Material and Methods
We designed a beamline by using the principle of momentum cooling using a wedge (instead of a slit) in the energy selection system (ESS) to reduce the momentum spread (generated by the energy degrader) of the beam without introducing significant beam losses. This allows us to achieve ultra-high dose rates at the isocenter and reduce the length of the ESS (Maradia et al 2022, PTCOG). The beamline performance is calculated with the BDSIM Monte Carlo simulation code. As already shown (Schippers et al 2007), fast energy changes with a degrader and dipoles are possible within 50 ms. To reduce the dead time between spots, treatment plans with the beam characteristics of these compact beamlines have been generated using spot-reduction (van de Water et. al. 2020) and compare the plans to those delivered clinically.
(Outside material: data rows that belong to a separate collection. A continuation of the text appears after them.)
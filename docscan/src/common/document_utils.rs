use crate::common::FIELD_SEPARATOR;
use crate::errors::{DocScanError, DocScanResult, ErrorKind};
use bson::{Bson, Document};
use std::cmp::Ordering;

/// Resolves a dotted field path such as `address.city`.
pub(crate) fn get_path<'a>(document: &'a Document, path: &str) -> Option<&'a Bson> {
    let mut segments = path.split(FIELD_SEPARATOR);
    let first = segments.next()?;
    let mut current = document.get(first)?;
    for segment in segments {
        current = match current {
            Bson::Document(inner) => inner.get(segment)?,
            Bson::Array(items) => {
                let index = segment.parse::<usize>().ok()?;
                items.get(index)?
            }
            _ => return None,
        };
    }
    Some(current)
}

/// Writes `value` at a dotted field path, creating embedded documents on the way.
pub(crate) fn set_path(document: &mut Document, path: &str, value: Bson) -> DocScanResult<()> {
    match path.split_once(FIELD_SEPARATOR) {
        None => {
            document.insert(path, value);
            Ok(())
        }
        Some((head, rest)) => {
            let child = document
                .entry(head.to_string())
                .or_insert_with(|| Bson::Document(Document::new()));
            match child {
                Bson::Document(inner) => set_path(inner, rest, value),
                other => {
                    log::error!("Cannot set field {} through non-document value {}", path, other);
                    Err(DocScanError::new(
                        &format!(
                            "Cannot set field '{}': '{}' is not an embedded document",
                            path, head
                        ),
                        ErrorKind::InvalidOperation,
                    ))
                }
            }
        }
    }
}

/// Removes the value at a dotted field path, returning it when present.
pub(crate) fn remove_path(document: &mut Document, path: &str) -> Option<Bson> {
    match path.split_once(FIELD_SEPARATOR) {
        None => document.remove(path),
        Some((head, rest)) => match document.get_mut(head) {
            Some(Bson::Document(inner)) => remove_path(inner, rest),
            _ => None,
        },
    }
}

pub(crate) fn type_rank(value: &Bson) -> u8 {
    match value {
        Bson::MinKey => 0,
        Bson::Null | Bson::Undefined => 1,
        Bson::Int32(_) | Bson::Int64(_) | Bson::Double(_) | Bson::Decimal128(_) => 2,
        Bson::String(_) | Bson::Symbol(_) => 3,
        Bson::Document(_) => 4,
        Bson::Array(_) => 5,
        Bson::Binary(_) => 6,
        Bson::ObjectId(_) => 7,
        Bson::Boolean(_) => 8,
        Bson::DateTime(_) => 9,
        Bson::Timestamp(_) => 10,
        Bson::RegularExpression(_) => 11,
        Bson::MaxKey => 13,
        _ => 12,
    }
}

fn is_number(value: &Bson) -> bool {
    matches!(value, Bson::Int32(_) | Bson::Int64(_) | Bson::Double(_))
}

/// NaN sorts below every other number and equals itself.
fn compare_doubles(x: f64, y: f64) -> Ordering {
    match (x.is_nan(), y.is_nan()) {
        (true, true) => Ordering::Equal,
        (true, false) => Ordering::Less,
        (false, true) => Ordering::Greater,
        (false, false) => x.partial_cmp(&y).unwrap_or(Ordering::Equal),
    }
}

// 2^63, exactly representable as f64
const I64_BOUND: f64 = 9_223_372_036_854_775_808.0;

/// Compares an integer with a double without rounding the integer.
fn compare_int_double(x: i64, y: f64) -> Ordering {
    if y.is_nan() {
        return Ordering::Greater;
    }
    if y >= I64_BOUND {
        return Ordering::Less;
    }
    if y < -I64_BOUND {
        return Ordering::Greater;
    }
    let whole = y.trunc();
    x.cmp(&(whole as i64))
        .then_with(|| 0.0_f64.partial_cmp(&(y - whole)).unwrap_or(Ordering::Equal))
}

fn as_str(value: &Bson) -> Option<&str> {
    match value {
        Bson::String(v) => Some(v.as_str()),
        Bson::Symbol(v) => Some(v.as_str()),
        _ => None,
    }
}

/// Total order over BSON values: values of different types order by type
/// (null < numbers < strings < documents < arrays < ... ), numbers compare by
/// magnitude regardless of their width, with NaN below every other number.
pub(crate) fn compare_bson(a: &Bson, b: &Bson) -> Ordering {
    let rank = type_rank(a).cmp(&type_rank(b));
    if rank != Ordering::Equal {
        return rank;
    }

    match (a, b) {
        (Bson::Int32(x), Bson::Int32(y)) => x.cmp(y),
        (Bson::Int64(x), Bson::Int64(y)) => x.cmp(y),
        (Bson::Int32(x), Bson::Int64(y)) => i64::from(*x).cmp(y),
        (Bson::Int64(x), Bson::Int32(y)) => x.cmp(&i64::from(*y)),
        (Bson::Double(x), Bson::Double(y)) => compare_doubles(*x, *y),
        (Bson::Int32(x), Bson::Double(y)) => compare_int_double(i64::from(*x), *y),
        (Bson::Int64(x), Bson::Double(y)) => compare_int_double(*x, *y),
        (Bson::Double(x), Bson::Int32(y)) => compare_int_double(i64::from(*y), *x).reverse(),
        (Bson::Double(x), Bson::Int64(y)) => compare_int_double(*y, *x).reverse(),
        (Bson::Document(x), Bson::Document(y)) => {
            for ((kx, vx), (ky, vy)) in x.iter().zip(y.iter()) {
                let ordering = kx.cmp(ky).then_with(|| compare_bson(vx, vy));
                if ordering != Ordering::Equal {
                    return ordering;
                }
            }
            x.len().cmp(&y.len())
        }
        (Bson::Array(x), Bson::Array(y)) => {
            for (vx, vy) in x.iter().zip(y.iter()) {
                let ordering = compare_bson(vx, vy);
                if ordering != Ordering::Equal {
                    return ordering;
                }
            }
            x.len().cmp(&y.len())
        }
        (Bson::Binary(x), Bson::Binary(y)) => x.bytes.cmp(&y.bytes),
        (Bson::ObjectId(x), Bson::ObjectId(y)) => x.bytes().cmp(&y.bytes()),
        (Bson::Boolean(x), Bson::Boolean(y)) => x.cmp(y),
        (Bson::DateTime(x), Bson::DateTime(y)) => x.timestamp_millis().cmp(&y.timestamp_millis()),
        (Bson::Timestamp(x), Bson::Timestamp(y)) => {
            x.time.cmp(&y.time).then(x.increment.cmp(&y.increment))
        }
        _ => {
            if let (Some(x), Some(y)) = (as_str(a), as_str(b)) {
                return x.cmp(y);
            }
            a.to_string().cmp(&b.to_string())
        }
    }
}

/// Equality that treats numbers of different widths as equal when their
/// values are.
pub(crate) fn bson_equals(a: &Bson, b: &Bson) -> bool {
    if is_number(a) && is_number(b) {
        compare_bson(a, b) == Ordering::Equal
    } else {
        a == b
    }
}

/// Rewrites numbers into one canonical form so that values `bson_equals`
/// treats as equal encode to the same bytes. Integral doubles become
/// `Int64`, and so do `Int32` values.
pub(crate) fn canonical_key(value: &Bson) -> Bson {
    match value {
        Bson::Int32(v) => Bson::Int64(i64::from(*v)),
        Bson::Double(v) if v.is_nan() => Bson::Double(f64::NAN),
        Bson::Double(v) if v.fract() == 0.0 && *v >= -I64_BOUND && *v < I64_BOUND => {
            Bson::Int64(*v as i64)
        }
        Bson::Document(inner) => Bson::Document(
            inner
                .iter()
                .map(|(key, value)| (key.clone(), canonical_key(value)))
                .collect(),
        ),
        Bson::Array(items) => Bson::Array(items.iter().map(canonical_key).collect()),
        other => other.clone(),
    }
}

#[cfg(test)]
mod tests {
    use super::*;
    use bson::{doc, oid::ObjectId};

    #[test]
    fn get_path_walks_embedded_documents_and_arrays() {
        let document = doc! {
            "name": "alice",
            "address": { "city": "Lisbon", "geo": { "lat": 38.7 } },
            "tags": ["a", "b"],
        };

        assert_eq!(get_path(&document, "name"), Some(&Bson::String("alice".into())));
        assert_eq!(get_path(&document, "address.city"), Some(&Bson::String("Lisbon".into())));
        assert_eq!(get_path(&document, "address.geo.lat"), Some(&Bson::Double(38.7)));
        assert_eq!(get_path(&document, "tags.1"), Some(&Bson::String("b".into())));
        assert_eq!(get_path(&document, "address.zip"), None);
        assert_eq!(get_path(&document, "name.first"), None);
    }

    #[test]
    fn set_path_creates_intermediate_documents() {
        let mut document = doc! { "name": "alice" };
        set_path(&mut document, "address.city", Bson::String("Porto".into())).unwrap();
        assert_eq!(document, doc! { "name": "alice", "address": { "city": "Porto" } });
    }

    #[test]
    fn set_path_rejects_scalar_parent() {
        let mut document = doc! { "name": "alice" };
        let err = set_path(&mut document, "name.first", Bson::Int32(1)).unwrap_err();
        assert_eq!(err.kind(), &ErrorKind::InvalidOperation);
    }

    #[test]
    fn remove_path_returns_removed_value() {
        let mut document = doc! { "address": { "city": "Porto", "zip": "4000" } };
        assert_eq!(remove_path(&mut document, "address.zip"), Some(Bson::String("4000".into())));
        assert_eq!(remove_path(&mut document, "address.zip"), None);
        assert_eq!(document, doc! { "address": { "city": "Porto" } });
    }

    #[test]
    fn numbers_compare_across_widths() {
        assert_eq!(compare_bson(&Bson::Int32(5), &Bson::Int64(5)), Ordering::Equal);
        assert_eq!(compare_bson(&Bson::Int32(5), &Bson::Double(5.5)), Ordering::Less);
        assert_eq!(compare_bson(&Bson::Int64(9), &Bson::Int32(3)), Ordering::Greater);
        assert!(bson_equals(&Bson::Int32(7), &Bson::Double(7.0)));
        assert!(!bson_equals(&Bson::Int32(7), &Bson::String("7".into())));
    }

    #[test]
    fn nan_sorts_below_every_number() {
        let mut values = Vec::new();
        for i in 0..60 {
            values.push(match i % 4 {
                0 => Bson::Double(f64::NAN),
                1 => Bson::Int32(30 - i),
                2 => Bson::Int64(i64::from(i) * 3),
                _ => Bson::Double(f64::from(i) / 2.0 - 10.0),
            });
        }
        values.sort_by(compare_bson);

        let nan_count = values
            .iter()
            .take_while(|value| matches!(value, Bson::Double(v) if v.is_nan()))
            .count();
        assert_eq!(nan_count, 15);
        for pair in values.windows(2) {
            assert_ne!(compare_bson(&pair[0], &pair[1]), Ordering::Greater);
        }

        let nan = Bson::Double(f64::NAN);
        assert_eq!(compare_bson(&nan, &nan), Ordering::Equal);
        assert_eq!(compare_bson(&nan, &Bson::Int64(i64::MIN)), Ordering::Less);
        assert_eq!(compare_bson(&Bson::Int32(0), &nan), Ordering::Greater);
        assert_eq!(compare_bson(&nan, &Bson::Null), Ordering::Greater);
    }

    #[test]
    fn large_integers_compare_exactly_with_doubles() {
        let big = 1i64 << 53;
        let ordering = compare_bson(&Bson::Int64(big + 1), &Bson::Double(big as f64));
        assert_eq!(ordering, Ordering::Greater);
        assert_eq!(compare_bson(&Bson::Double(2.5), &Bson::Int32(2)), Ordering::Greater);
        assert_eq!(compare_bson(&Bson::Int32(-2), &Bson::Double(-2.5)), Ordering::Greater);
        assert_eq!(compare_bson(&Bson::Int64(i64::MAX), &Bson::Double(1e19)), Ordering::Less);
        assert_eq!(compare_bson(&Bson::Double(-0.0), &Bson::Int32(0)), Ordering::Equal);
    }

    #[test]
    fn canonical_key_merges_numeric_widths() {
        assert_eq!(canonical_key(&Bson::Int32(7)), Bson::Int64(7));
        assert_eq!(canonical_key(&Bson::Double(7.0)), Bson::Int64(7));
        assert_eq!(canonical_key(&Bson::Double(7.5)), Bson::Double(7.5));
        assert_eq!(
            canonical_key(&Bson::Document(doc! { "a": 1, "b": [2.0, "x"] })),
            Bson::Document(doc! { "a": 1i64, "b": [2i64, "x"] })
        );
    }

    #[test]
    fn types_order_null_numbers_strings() {
        assert_eq!(compare_bson(&Bson::Null, &Bson::Int32(0)), Ordering::Less);
        assert_eq!(compare_bson(&Bson::Int32(100), &Bson::String("a".into())), Ordering::Less);
        assert_eq!(compare_bson(&Bson::String("z".into()), &Bson::Boolean(false)), Ordering::Less);
    }

    #[test]
    fn object_ids_order_by_creation() {
        let first = ObjectId::from_bytes([0, 0, 0, 1, 0, 0, 0, 0, 0, 0, 0, 0]);
        let second = ObjectId::from_bytes([0, 0, 0, 2, 0, 0, 0, 0, 0, 0, 0, 0]);
        assert_eq!(compare_bson(&Bson::ObjectId(first), &Bson::ObjectId(second)), Ordering::Less);
    }
}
Gantry-less beamlines can be used for treatment of patients in seated position.
Results
The single-room design fits in a 136 m^2 area, roughly the size of a conventional LINAC bunker, while the 3-room design can fit onto tennis court (Fig. 1). BDSIM simulations predict maximum beam currents of 100 nA and 550 nA for 70 and 230 MeV beams respectively at isocenter (when we use 800 nA (250 MeV) from cyclotron), more than a factor 100 higher compared to conventional proton facilities. Additionally, we achieved a similar beam sizes as other commercially available systems and can reach a scanning area of 40*40 cm^2. The spot reduced plans calculated using these beam parameters are comparable to the clinically used treatment plans (Fig 2) but, through the high dose rates achieved in the design, would allow to deliver individual fields to even the large tumour shown in fig. 2 (~1.2 liters) within 5 sec. This can be compared to the 30-45 minutes (with motion mitigation techniques like gated rescanning) that would be required on conventional gantries, and would allow single field delivery well within a single breath-hold.
Conclusion
The use of momentum cooling enabled us to design two ultra-compact and highly efficient proton therapy solutions: a) a single room solution, the of a conventional LINAC bunker, and b) a 3-treatment room solution that fits on a tennis court. In addition, due to the high beam transmission and gantry-less design, treatment delivery time can be drastically reduced compared to conventional proton designs.